Local tts options that actually sound good
Practical guide to local text-to-speech for Home Assistant that actually sounds human, with hardware recommendations and setup tips.
Last updated: 2026-05-17
Local text-to-speech has come a long way. A few years ago, your Home Assistant announcements sounded like a robot from the 90s. Today, you can get pleasant voice output without relying on cloud APIs. Here’s what’s actually worth running.
Why Go Local
Cloud TTS services like Google or Amazon work fine until your internet drops. Then your doorbell announcements go silent and your automation notifications become useless. Local TTS keeps your smart home functional when the outside world disappears.
The other reason is latency. Waiting 500ms for an API response feels sluggish when you’re announcing “front door opened.” Local generation happens in milliseconds.
Quality used to be the problem. It isn’t anymore.
Piper: The Best Entry Point
Piper is a neural TTS system from Mozilla that’s designed to run on modest hardware. It sounds far better than any earlier open-source option and handles real sentences naturally.
On a Home Assistant Green or Home Assistant Yellow, Piper runs fine. You’ll get maybe 100-200ms generation time per sentence. On something more powerful like a Beelink EQ13 or Intel NUC 12 Pro, it’s nearly instantaneous.
The tradeoff: Piper has a limited voice catalog. You pick from pre-trained models rather than choosing any voice you want. Most voices are decent, but none are exceptional. This is fine for announcements— you’re not listening to audiobooks.
Setup in Home Assistant is straightforward via the Piper add-on. Point it at your media players and you’re done.
Coqui TTS: Higher Quality, Higher Cost
Coqui TTS produces better output than Piper, with more natural prosody and fewer robotic artifacts. If you care about how announcements sound, Coqui is worth the extra resources.
The catch: Coqui needs significantly more CPU. A Pi 4 will struggle. A Minisforum UM790 Pro or GMKtec G3 handles it comfortably. Plan accordingly.

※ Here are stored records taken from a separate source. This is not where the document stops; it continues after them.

//! Simple interactive CLI mode
//!
//! Line-based game loop without the TUI. Hint fetches run synchronously here
//! since the prompt blocks on stdin anyway; the anagram countdown is caught
//! up from wall-clock time after each line of input.

use crate::core::Word;
use crate::game::{GameStats, GameStatus, Session, SubmitError, TurnOutcome};
use crate::hint::HintService;
use crate::output::{print_board, print_keyboard, print_stats, share_text};
use crate::words::WordSource;
use colored::Colorize;
use rand::SeedableRng;
use rand::rngs::StdRng;
use std::io::{self, Write};
use std::sync::Arc;
use std::time::Instant;

/// Run the simple line-based CLI mode
///
/// # Errors
///
/// Returns an error if the word list is empty or stdin/stdout fail.
pub fn run_simple(words: Vec<Word>, hint_service: &Arc<dyn HintService>) -> Result<(), String> {
    println!("\n╔══════════════════════════════════════════════════════════════╗");
    println!("║                         Evil Termo                           ║");
    println!("╚══════════════════════════════════════════════════════════════╝\n");

    println!("Adivinhe a palavra de 5 letras em 6 tentativas.");
    println!("Cada erro aplica uma penalidade a uma linha já jogada do quadro.");
    println!("Comandos: 'dica' sacrifica uma tentativa, 'sair' encerra o jogo\n");

    let mut rng = StdRng::from_os_rng();
    let mut source = WordSource::new(&mut rng, words);
    let mut stats = GameStats::new();
    let mut next_id: u64 = 0;

    loop {
        let solution = source
            .next_word(&mut rng)
            .ok_or("Word list is empty")?;
        next_id += 1;
        let mut session = Session::new(solution, next_id);

        let quit = play_session(&mut session, &mut rng, hint_service)?;
        if quit {
            println!(
                "\nA palavra era {}. 👋 Até a próxima!\n",
                session.solution().text().bright_yellow().bold()
            );
            return Ok(());
        }

        if session.status() == GameStatus::Won {
            stats.record_win(session.turn());
        } else {
            run_anagram(&mut session)?;
            stats.record_loss();
        }

        println!("\n{}", share_text(&session));
        print_stats(&stats);

        match get_user_input("\nJogar novamente? (s/n)")?
            .to_lowercase()
            .as_str()
        {
            "s" | "sim" | "y" | "yes" => println!("\n🔄 Novo jogo!\n"),
            _ => {
                println!("\n👋 Até a próxima!\n");
                return Ok(());
            }
        }
    }
}

/// Drive one session to its end; returns `true` if the player asked to quit
fn play_session(
    session: &mut Session,
    rng: &mut StdRng,
    hint_service: &Arc<dyn HintService>,
) -> Result<bool, String> {
    while session.status() == GameStatus::Playing {
        print_board(session);
        print_keyboard(session);
        if let Some(hint) = session.hint() {
            println!("  💡 {}\n", hint.bright_cyan());
        }

        let input = get_user_input("Palpite")?;
        match input.to_lowercase().as_str() {
            "sair" | "quit" | "q" => return Ok(true),
            "dica" | "hint" => {
                fetch_hint(session, rng, hint_service);
                continue;
            }
            _ => {}
        }

        if let Err(e) = session.set_guess(&input) {
            println!("{}\n", format!("❌ Palavra inválida: {e}").red());
            continue;
        }

        match session.submit_guess(rng) {
            Ok(TurnOutcome::Won) => {
                print_board(session);
                println!(
                    "{}",
                    format!("🎉 Acertou em {} tentativas!", session.turn())
                        .green()
                        .bold()
                );
            }
            Ok(TurnOutcome::Lost) => {
                print_board(session);
                println!("{}", "❌ Fim das tentativas!".red().bold());
            }
            Ok(TurnOutcome::Penalized) => {
                println!("{}", "⚠️  Errou! Uma penalidade atingiu o quadro.".yellow());
            }
            Err(SubmitError::IncompleteGuess | SubmitError::GameOver) => {}
        }
    }

    Ok(false)
}

/// Sacrifice a turn and fetch the hint on the spot
fn fetch_hint(session: &mut Session, rng: &mut StdRng, hint_service: &Arc<dyn HintService>) {
    match session.request_hint(rng) {
        Ok(id) => {
            println!("{}", "⏳ Uma tentativa foi sacrificada. Buscando dica...".yellow());
            let result = hint_service.hint(session.solution());
            session.resolve_hint(id, result);
        }
        Err(e) => println!("{}\n", format!("❌ {e}").red()),
    }
}

/// Run the timed anagram bonus round after a loss
///
/// Input blocks on stdin, so elapsed wall-clock seconds are converted into
/// countdown ticks after each line. A slow answer can still time out.
fn run_anagram(session: &mut Session) -> Result<(), String> {
    let Some(anagram) = session.anagram() else {
        return Ok(());
    };

    println!("\n{}", "─".repeat(60).cyan());
    println!("{}", "🎲 DESAFIO BÔNUS".bright_cyan().bold());
    println!("{}", "─".repeat(60).cyan());
    println!(
        "Desembaralhe {} em {} segundos para um prêmio de consolação!",
        anagram.anagram().bright_yellow().bold(),
        anagram.seconds_remaining()
    );

    let start = Instant::now();
    let mut ticked = 0;

    loop {
        let input = get_user_input("Anagrama")?;

        let elapsed = start.elapsed().as_secs();
        while ticked < elapsed {
            session.tick();
            ticked += 1;
        }

        let Some(anagram) = session.anagram() else {
            break;
        };
        if anagram.revealed() {
            println!("{}", "⏰ Tempo esgotado!".red());
            break;
        }

        session.anagram_submit(&input);
        if session.anagram().is_some_and(|a| a.solved()) {
            println!("{}", "🎉 Anagrama resolvido!".green().bold());
            break;
        }
        println!("{}", "Não é isso. Tente de novo.".yellow());
    }

    println!(
        "A palavra era {}.",
        session.solution().text().bright_yellow().bold()
    );
    Ok(())
}

/// Get user input with a prompt
fn get_user_input(prompt: &str) -> Result<String, String> {
    print!("{prompt}: ");
    io::stdout().flush().map_err(|e| e.to_string())?;

    let mut input = String::new();
    io::stdin()
        .read_line(&mut input)
        .map_err(|e| e.to_string())?;

    Ok(input.trim().to_string())
}
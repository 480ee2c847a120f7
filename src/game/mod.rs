//! Game session logic
//!
//! The session state machine, the penalty selector, the anagram bonus round,
//! and the running statistics record. Everything randomized takes
//! `&mut impl Rng` so callers (and tests) control the draws.

mod anagram;
mod penalty;
mod session;
mod stats;

pub use anagram::{ANAGRAM_SECONDS, AnagramChallenge};
pub use penalty::{Penalty, shuffle_distinct};
pub use session::{
    GameStatus, GuessRow, HintRequestError, ScoredGuess, Session, SubmitError, TurnOutcome,
};
pub use stats::GameStats;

Coqui also supports more voice options and lets you fine-tune style. You can get output that approaches commercial quality if you spend time tuning it.
For most people, Piper hits the sweet spot. Coqui matters only if you’re particular about voice quality.
Using Smart Speakers as Output
Local TTS generates audio files. You need somewhere to play them.
If you have Amazon Echo (4th Gen) or Amazon Echo Show 8 (3rd Gen) devices, Home Assistant can push TTS to them via the Alexa integration. The audio quality from Echo speakers is solid, and you get volume control through the native interface.
Apple-homepod-2nd-gen and Apple HomePod mini work similarly through AirPlay, though the setup is more involved.
Google Google Nest Mini (2nd Gen) speakers work through cast integration, though it’s less reliable than the other two.
The smart speaker route gives you better audio than most cheap USB speakers and lets you keep using those devices for their normal functions.
The Edge TTS Compromise
If local processing feels like overkill but you want something better than basic TTS, Microsoft Edge TTS runs locally as a browser engine but uses cloud synthesis. It’s faster than full cloud APIs and sounds better than older local options.
It’s not truly local—it still hits Microsoft’s servers—but it’s closer to the local-first ideal than Google or Amazon TTS. Some Home Assistant users run this as a middle ground.
Quick Verdict
Piper is the answer for most people. It’s good enough, fast enough, and runs on hardware you already have. Coqui if you want better quality and have the extra CPU. Everything else is either worse or more complicated than needed.